What Passes for Debate Among the Left in Academia

Academic debates occasionally get pretty ugly, and that is just the way it is. Sometimes they get really very ugly. There is one case that has bothered me for several years.

James Q. Wilson is now 80 years old, and for decades he has been the most prominent criminologist in the country, responsible for a number of important ideas, such as the Broken Windows theory, which argues that urban disorder and vandalism produce additional crime.

Undoubtedly, Wilson has made a number of enemies as he has taken positions that upset some on the left. One such issue was Wilson’s involvement with the National Academy of Sciences panel on Firearms and Violence. The panel was set up by the Clinton Administration and contained many outspoken gun control proponents (e.g., Steve Levitt argued that theoretically the presence of firearms leads to greater levels of violence and Richard Rosenfeld argued that those opposed to the Brady Law were “immune to scientific assessment”); nevertheless the final report refused to take a stand on whether right-to-carry laws reduce crime.

Dissents for National Academy of Sciences reports are very rare. Being on a panel is a cushy, prestigious position, and there is a lot of pressure to sign on to any conclusion. Those who don’t aren’t invited back to be on future panels. Over the ten years prior to the Firearms and Violence report, there were only two dissents out of the previous 236 reports. Wilson himself had been on four of these panels and never previously wanted to write a dissent, including the previous panel that attacked work showing that the death penalty deters crime.

But for Wilson, the firearms panel was different. Wilson’s dissent was not only rare, he was also forceful: “In view of the confirmation of the findings that shall-issue laws drive down the murder rate, it is hard for me to understand why these claims are called ‘fragile.'”

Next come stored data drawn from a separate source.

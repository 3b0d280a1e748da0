use std::sync::Arc;

use bustlink_config::{ConfigFile, FileConfigSource};
use bustlink_linker::Linker;
use bustlink_network_primitives::config::NetworkConfig;
use clap::Parser;
use eyre::{bail, Result as EyreResult, WrapErr};
use tokio::signal::ctrl_c;
use tokio_util::sync::CancellationToken;
use tracing::info;

use crate::cli::RootArgs;
use crate::pin_store::KuboPinStore;

/// Run a node
#[derive(Debug, Parser)]
pub struct RunCommand {}

impl RunCommand {
    pub async fn run(self, root_args: &RootArgs) -> EyreResult<()> {
        let path = root_args.node_dir();

        if !ConfigFile::exists(&path) {
            bail!("Node is not initialized in {:?}", path);
        }

        let config = ConfigFile::load(&path)?;

        let peer_id = config.identity.public().to_peer_id();
        info!(%peer_id, "Starting node");

        let token = CancellationToken::new();
        let _shutdown = token.clone().drop_guard();

        let network = bustlink_network::run(
            &NetworkConfig::new(config.identity, config.swarm),
            token.clone(),
        )
        .await?;

        let pin_store = KuboPinStore::new(config.store.api)?;

        let linker = Linker::new(
            Arc::new(network),
            Arc::new(pin_store),
            Arc::new(FileConfigSource::new(&path)),
            token.clone(),
        );

        linker.start().await?;

        ctrl_c().await.wrap_err("failed to listen for ctrl-c")?;

        info!("Shutting down");

        Ok(())
    }
}
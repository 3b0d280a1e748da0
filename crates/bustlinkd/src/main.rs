use std::env::var;

use clap::Parser;
use eyre::Result as EyreResult;
use tracing_subscriber::fmt::layer;
use tracing_subscriber::prelude::*;
use tracing_subscriber::{registry, EnvFilter};

mod cli;
mod defaults;
mod pin_store;

use cli::RootCommand;

#[tokio::main]
async fn main() -> EyreResult<()> {
    setup()?;

    let command = RootCommand::parse();

    command.run().await
}

fn setup() -> EyreResult<()> {
    let directives = match var("RUST_LOG") {
        Ok(value) if !value.trim().is_empty() => value,
        _ => "bustlinkd=info,bustlink_=info".to_owned(),
    };

    registry()
        .with(EnvFilter::builder().parse(directives)?)
        .with(layer())
        .init();

    color_eyre::install()?;

    Ok(())
}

Wilson said that that panel’s conclusion raises concerns given that “virtually every reanalysis done by the committee” confirmed right-to-carry laws reduced crime. He found the committee’s only evidence that didn’t confirm the drop in crime “quite puzzling.” The result that they pointed to was co-produced by John Donohue, a law professor at Stanford, and accounted for “no control variables” – nothing on any of the social, demographic, and public policies that might affect crime. Furthermore, Wilson didn’t understand how evidence that was not publishabled in a peer-reviewed journal would be given such weight.

Donohue wasn’t willing to let Wilson’s dissent go unanswered, and the attacks became quite personal. In a debate carried nationally on National Public Radio, Donohue attacked Wilson as letting his alleged employment by the NRA bias his academic findings:

The lone dissenter [Wilson] was someone who was not an econometrician, who admitted in his dissent that he wished he knew more econometrics, and who had previously testified as an expert witness on behalf of the execrable NRA.

When later called on this claim after the debate, Mr. Donohue did not offer proof, but instead called on Wilson to prove that he had never gotten paid by the NRA. When asked for evidence, Donohue emailed me: “Do you have Wilson’s email address or not? I am going to assume you do and that you know he worked for the NRA since you could ask him via email to confirm or deny and cc me, and you are not doing so.” Even later in 2009 after Wilson had denied that he had ever worked for the NRA, Donohue refused to accept it: “On the issue of the NRA, somehow I suspect that the Ronald Reagan professor of public policy doesn’t think the NRA is a bad organization and therefore any affiliation would not be deemed problematic . . . .” Even during the last couple of weeks with calls to publicly retract his claim, Donohue has yet to publicly correct the record.

Unfortunately, the attacks on Wilson are just part of long pattern, both from Donohue himself as well as from the left in general.

Given Donohue’s distaste for the “execrable” NRA, linking Wilson to the NRA is hardly Donohue’s way of showing his respect. For example, in a debate with me at the Contemporary Club in Charlottesville, Virginia on October 22, 2008, Donohue claimed: “A free market in guns, which of course the NRA likes, and the reason why they like it is because when crime rises gun sales go up.” Donohue has made this claim at other times, but it is extreme to publicly argue that the NRA wants to sell more guns because that will cause more people to die and that in turn will increase the demand for guns.